(Data entries)
-=-=-=-=-
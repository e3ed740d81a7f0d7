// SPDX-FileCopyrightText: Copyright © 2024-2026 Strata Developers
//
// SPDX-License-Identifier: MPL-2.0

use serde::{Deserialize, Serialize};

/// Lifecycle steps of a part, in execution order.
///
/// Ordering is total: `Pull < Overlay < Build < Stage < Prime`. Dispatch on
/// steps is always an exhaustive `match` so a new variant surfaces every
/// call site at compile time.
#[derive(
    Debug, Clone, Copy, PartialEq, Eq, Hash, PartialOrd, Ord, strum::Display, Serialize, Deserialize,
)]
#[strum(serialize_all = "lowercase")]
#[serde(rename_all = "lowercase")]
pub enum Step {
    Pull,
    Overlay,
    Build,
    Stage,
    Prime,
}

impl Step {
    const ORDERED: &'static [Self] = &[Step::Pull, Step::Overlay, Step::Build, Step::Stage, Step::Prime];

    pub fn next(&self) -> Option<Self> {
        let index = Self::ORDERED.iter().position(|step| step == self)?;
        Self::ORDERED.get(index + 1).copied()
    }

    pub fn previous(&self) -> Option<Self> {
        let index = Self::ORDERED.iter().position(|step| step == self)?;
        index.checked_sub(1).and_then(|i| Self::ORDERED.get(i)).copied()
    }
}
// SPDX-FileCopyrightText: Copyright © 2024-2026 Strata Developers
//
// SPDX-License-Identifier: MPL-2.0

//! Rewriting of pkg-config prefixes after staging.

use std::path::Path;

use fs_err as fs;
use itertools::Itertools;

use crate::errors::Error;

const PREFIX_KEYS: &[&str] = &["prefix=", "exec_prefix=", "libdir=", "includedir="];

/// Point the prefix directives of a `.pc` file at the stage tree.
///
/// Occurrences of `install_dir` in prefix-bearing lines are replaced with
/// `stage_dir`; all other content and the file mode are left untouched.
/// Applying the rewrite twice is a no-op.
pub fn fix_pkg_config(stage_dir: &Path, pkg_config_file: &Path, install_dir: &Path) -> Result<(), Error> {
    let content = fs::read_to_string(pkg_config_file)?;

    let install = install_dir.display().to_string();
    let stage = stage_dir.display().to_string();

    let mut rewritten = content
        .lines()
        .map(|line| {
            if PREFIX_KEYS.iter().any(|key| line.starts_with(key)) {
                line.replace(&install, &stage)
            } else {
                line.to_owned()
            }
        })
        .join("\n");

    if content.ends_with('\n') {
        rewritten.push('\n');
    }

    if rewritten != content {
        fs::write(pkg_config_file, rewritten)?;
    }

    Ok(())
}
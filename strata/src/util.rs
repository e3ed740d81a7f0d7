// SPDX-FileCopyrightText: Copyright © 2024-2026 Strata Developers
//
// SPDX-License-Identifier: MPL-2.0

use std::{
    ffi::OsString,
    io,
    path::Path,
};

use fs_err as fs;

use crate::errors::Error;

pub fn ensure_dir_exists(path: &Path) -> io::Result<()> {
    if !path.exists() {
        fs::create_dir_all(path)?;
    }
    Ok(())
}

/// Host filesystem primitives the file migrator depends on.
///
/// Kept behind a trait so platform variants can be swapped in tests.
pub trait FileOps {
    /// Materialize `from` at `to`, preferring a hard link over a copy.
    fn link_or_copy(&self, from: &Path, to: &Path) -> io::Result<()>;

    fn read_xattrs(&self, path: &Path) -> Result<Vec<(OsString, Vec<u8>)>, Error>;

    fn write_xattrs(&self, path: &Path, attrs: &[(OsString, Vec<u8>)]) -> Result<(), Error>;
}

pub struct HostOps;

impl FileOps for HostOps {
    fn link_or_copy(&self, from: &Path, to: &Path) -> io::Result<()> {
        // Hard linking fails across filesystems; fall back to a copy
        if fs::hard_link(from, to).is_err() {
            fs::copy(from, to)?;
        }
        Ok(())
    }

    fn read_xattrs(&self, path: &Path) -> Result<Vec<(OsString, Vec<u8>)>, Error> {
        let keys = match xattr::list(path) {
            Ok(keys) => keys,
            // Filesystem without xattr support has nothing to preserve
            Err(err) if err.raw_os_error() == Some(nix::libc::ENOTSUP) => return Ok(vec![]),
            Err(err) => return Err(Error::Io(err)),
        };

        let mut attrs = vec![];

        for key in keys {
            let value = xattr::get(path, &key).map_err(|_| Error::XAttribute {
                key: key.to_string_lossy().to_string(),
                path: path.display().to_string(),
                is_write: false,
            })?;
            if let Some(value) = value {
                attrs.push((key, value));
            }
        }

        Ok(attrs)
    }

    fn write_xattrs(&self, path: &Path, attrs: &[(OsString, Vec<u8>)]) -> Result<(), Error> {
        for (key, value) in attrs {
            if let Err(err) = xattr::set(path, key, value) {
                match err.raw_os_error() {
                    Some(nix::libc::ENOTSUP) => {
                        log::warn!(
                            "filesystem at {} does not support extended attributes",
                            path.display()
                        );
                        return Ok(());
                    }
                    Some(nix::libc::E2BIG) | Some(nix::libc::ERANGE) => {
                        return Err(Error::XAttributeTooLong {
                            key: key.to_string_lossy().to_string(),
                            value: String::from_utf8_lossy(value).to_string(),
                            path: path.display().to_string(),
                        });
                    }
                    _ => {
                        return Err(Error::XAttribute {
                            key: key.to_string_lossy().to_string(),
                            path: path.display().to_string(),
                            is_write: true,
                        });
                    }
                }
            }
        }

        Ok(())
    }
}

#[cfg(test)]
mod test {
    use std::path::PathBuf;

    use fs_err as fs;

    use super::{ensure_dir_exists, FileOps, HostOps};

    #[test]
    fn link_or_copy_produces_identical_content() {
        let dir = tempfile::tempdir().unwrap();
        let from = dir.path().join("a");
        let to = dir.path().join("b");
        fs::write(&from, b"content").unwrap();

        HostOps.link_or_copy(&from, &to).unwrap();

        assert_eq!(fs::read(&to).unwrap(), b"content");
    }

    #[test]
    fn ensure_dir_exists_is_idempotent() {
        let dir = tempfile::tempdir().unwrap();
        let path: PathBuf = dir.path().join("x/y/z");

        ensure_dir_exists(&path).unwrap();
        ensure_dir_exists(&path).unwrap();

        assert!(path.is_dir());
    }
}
-=-=-=-=-
**Try it**
All lines of the records above with the word "match" in them are to be copied.

**Reply**
/// steps is always an exhaustive `match` so a new variant surfaces every
        let keys = match xattr::list(path) {
                match err.raw_os_error() {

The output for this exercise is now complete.